Today’s Mass readings present two images of agricultural labor: Hosea’s call to Israel to break up fallow ground and seek the Lord, and Christ commissioning the Twelve to harvest souls in the towns of Israel. The two passages are separated by centuries, yet they work the same field. One prepares soil, the other gathers fruit.
What today’s readings give us
The First Reading comes from Hosea 10, written in the final decades of the northern kingdom before its destruction. Israel is described as a luxuriant vine that bore fruit only for itself, building altars as its prosperity increased. Hosea calls the people to “break up for yourselves a new field” and “seek the Lord” before judgment comes. The Responsorial Psalm, Psalm 105, recalls God’s faithfulness to Abraham and the covenant that endures.

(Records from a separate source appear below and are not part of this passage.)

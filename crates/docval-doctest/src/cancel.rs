// SPDX-License-Identifier: (MIT OR Apache-2.0)
//! Cooperative cancellation shared by every worker of a run.

use std::sync::atomic::{AtomicBool, Ordering};
use std::sync::Arc;

/// Cancellation token. Cloning shares the flag.
#[derive(Debug, Clone, Default)]
pub struct CancelToken {
    flag: Arc<AtomicBool>,
}

impl CancelToken {
    pub fn new() -> Self {
        Self::default()
    }

    /// Set the cancellation flag.
    pub fn cancel(&self) {
        self.flag.store(true, Ordering::Release);
    }

    /// Check if cancellation was requested.
    pub fn is_cancelled(&self) -> bool {
        self.flag.load(Ordering::Acquire)
    }

    /// The underlying flag, for signal handlers and the interpreter.
    pub fn flag(&self) -> Arc<AtomicBool> {
        Arc::clone(&self.flag)
    }
}
// SPDX-License-Identifier: (MIT OR Apache-2.0)
//! Docstring style checking, delegated to an external tool.

use std::io;
use std::path::PathBuf;
use std::process::Command;

use crate::config::StyleConfig;
use crate::error::EnvironmentError;

/// Checks documentation style for a set of files.
pub trait StyleChecker {
    /// Check `paths` and return the checker's exit code.
    fn check_files(&self, paths: &[PathBuf]) -> Result<i32, EnvironmentError>;
}

/// Runs a configured command with the paths appended to its arguments.
/// Output goes straight to the terminal.
#[derive(Debug, Clone)]
pub struct CommandStyleChecker {
    command: String,
    args: Vec<String>,
}

impl CommandStyleChecker {
    pub fn new(command: impl Into<String>, args: Vec<String>) -> Self {
        Self { command: command.into(), args }
    }

    pub fn from_config(config: &StyleConfig) -> Self {
        Self::new(config.command.clone(), config.args.clone())
    }
}

impl StyleChecker for CommandStyleChecker {
    fn check_files(&self, paths: &[PathBuf]) -> Result<i32, EnvironmentError> {
        tracing::debug!(command = %self.command, files = paths.len(), "running style checker");
        let status = Command::new(&self.command)
            .args(&self.args)
            .args(paths)
            .status()
            .map_err(|source| match source.kind() {
                io::ErrorKind::NotFound => EnvironmentError::NotFound { program: self.command.clone() },
                _ => EnvironmentError::Spawn { program: self.command.clone(), source },
            })?;
        // Killed by a signal: no code to forward.
        Ok(status.code().unwrap_or(1))
    }
}
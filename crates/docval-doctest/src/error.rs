// SPDX-License-Identifier: (MIT OR Apache-2.0)
//! Error types.

use std::path::PathBuf;

/// The execution environment could not be set up. Fatal for the whole run.
#[derive(Debug, thiserror::Error)]
pub enum EnvironmentError {
    #[error("cannot start '{program}': {source}")]
    Spawn {
        program: String,
        #[source]
        source: std::io::Error,
    },

    #[error("'{program}' is not installed or not on PATH")]
    NotFound { program: String },

    #[error("{0}")]
    Other(String),
}

/// Invalid configuration file or option.
#[derive(Debug, thiserror::Error)]
pub enum ConfigError {
    #[error("reading {path}: {source}")]
    Read {
        path: PathBuf,
        #[source]
        source: std::io::Error,
    },

    #[error("invalid config {path}: {source}")]
    Parse {
        path: PathBuf,
        #[source]
        source: toml::de::Error,
    },

    #[error("invalid exclude pattern '{pattern}': {source}")]
    Glob {
        pattern: String,
        #[source]
        source: globset::Error,
    },

    #[error("{0}")]
    Invalid(String),
}

/// An extracted block that does not form a valid example.
#[derive(Debug, Clone, PartialEq, Eq, thiserror::Error)]
pub enum ExampleParseError {
    #[error("block has no statements")]
    NoStatements,

    #[error("continuation line {line} has no preceding prompt")]
    OrphanContinuation { line: usize },
}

The Gospel from Matthew 10 records the moment Christ gives the Twelve authority over unclean spirits and sends them to preach that the kingdom of heaven is at hand. He names each apostle by name and limits their mission to “the lost sheep of the house of Israel.” The harvest Hosea anticipated begins in the towns of Galilee.
The line worth carrying with you
Hosea’s instruction is direct: “Sow to yourselves in justice, and reap in mercy: break up your fallow ground.” The King James renders it similarly. Fallow ground is soil left unplanted, hardened by disuse. The prophet is not calling Israel to work harder at what it already does but to begin again, to let the plow cut through crust and expose earth that can receive seed.

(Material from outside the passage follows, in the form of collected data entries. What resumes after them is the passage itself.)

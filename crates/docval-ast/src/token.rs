// SPDX-License-Identifier: (MIT OR Apache-2.0)
//! Token definitions for the lexer.

use crate::Span;

/// A token produced by the lexer.
#[derive(Debug, Clone, PartialEq)]
pub struct Token {
    pub kind: TokenKind,
    pub span: Span,
}

/// The kind of token.
#[derive(Debug, Clone, PartialEq)]
pub enum TokenKind {
    // Literals
    Int(i64),
    Float(f64),
    String(String),
    Bool(bool),
    Nil,

    // Identifier
    Ident(String),

    // Keywords
    Let,
    Fn,
    If,
    Else,
    While,
    For,
    In,
    Loop,
    Break,
    Continue,
    Return,
    Raise,
    And,
    Or,
    Not,

    // Operators
    Plus,
    Minus,
    Star,
    Slash,
    Percent,
    Eq,
    EqEq,
    BangEq,
    Lt,
    LtEq,
    Gt,
    GtEq,

    // Delimiters
    LParen,
    RParen,
    LBracket,
    RBracket,
    LBrace,
    RBrace,
    Comma,
    Semi,

    /// Statement terminator.
    Newline,
    Eof,
}

impl TokenKind {
    /// Human-readable name used in "expected X, found Y" messages.
    pub fn display_name(&self) -> &'static str {
        match self {
            TokenKind::Int(_) | TokenKind::Float(_) => "a number",
            TokenKind::String(_) => "a string",
            TokenKind::Bool(_) => "'true' or 'false'",
            TokenKind::Nil => "'nil'",
            TokenKind::Ident(_) => "a name",

            TokenKind::Let => "'let'",
            TokenKind::Fn => "'fn'",
            TokenKind::If => "'if'",
            TokenKind::Else => "'else'",
            TokenKind::While => "'while'",
            TokenKind::For => "'for'",
            TokenKind::In => "'in'",
            TokenKind::Loop => "'loop'",
            TokenKind::Break => "'break'",
            TokenKind::Continue => "'continue'",
            TokenKind::Return => "'return'",
            TokenKind::Raise => "'raise'",
            TokenKind::And => "'and'",
            TokenKind::Or => "'or'",
            TokenKind::Not => "'not'",

            TokenKind::Plus => "'+'",
            TokenKind::Minus => "'-'",
            TokenKind::Star => "'*'",
            TokenKind::Slash => "'/'",
            TokenKind::Percent => "'%'",
            TokenKind::Eq => "'='",
            TokenKind::EqEq => "'=='",
            TokenKind::BangEq => "'!='",
            TokenKind::Lt => "'<'",
            TokenKind::LtEq => "'<='",
            TokenKind::Gt => "'>'",
            TokenKind::GtEq => "'>='",

            TokenKind::LParen => "'('",
            TokenKind::RParen => "')'",
            TokenKind::LBracket => "'['",
            TokenKind::RBracket => "']'",
            TokenKind::LBrace => "'{'",
            TokenKind::RBrace => "'}'",
            TokenKind::Comma => "','",
            TokenKind::Semi => "';'",

            TokenKind::Newline => "end of line",
            TokenKind::Eof => "end of input",
        }
    }
}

Matthew’s Gospel shows that new beginning realized. The Twelve are sent not with swords but with authority to heal and proclaim. The kingdom Christ announces is the crop Hosea foresaw, grown from ground broken open by repentance. The towns of Israel are the field. The apostles are the reapers. The harvest is near because the sowing has already been done by centuries of prophets, and now the King himself has come.
For today
Before evening, read Hosea 10:12 in full from any translation you own. Ask where in your interior life the ground has gone fallow, where habit or fear has left soil unturned. Then thank God for the apostles who brought the kingdom’s harvest to ground you did not prepare.
Today’s full readings are at USCCB.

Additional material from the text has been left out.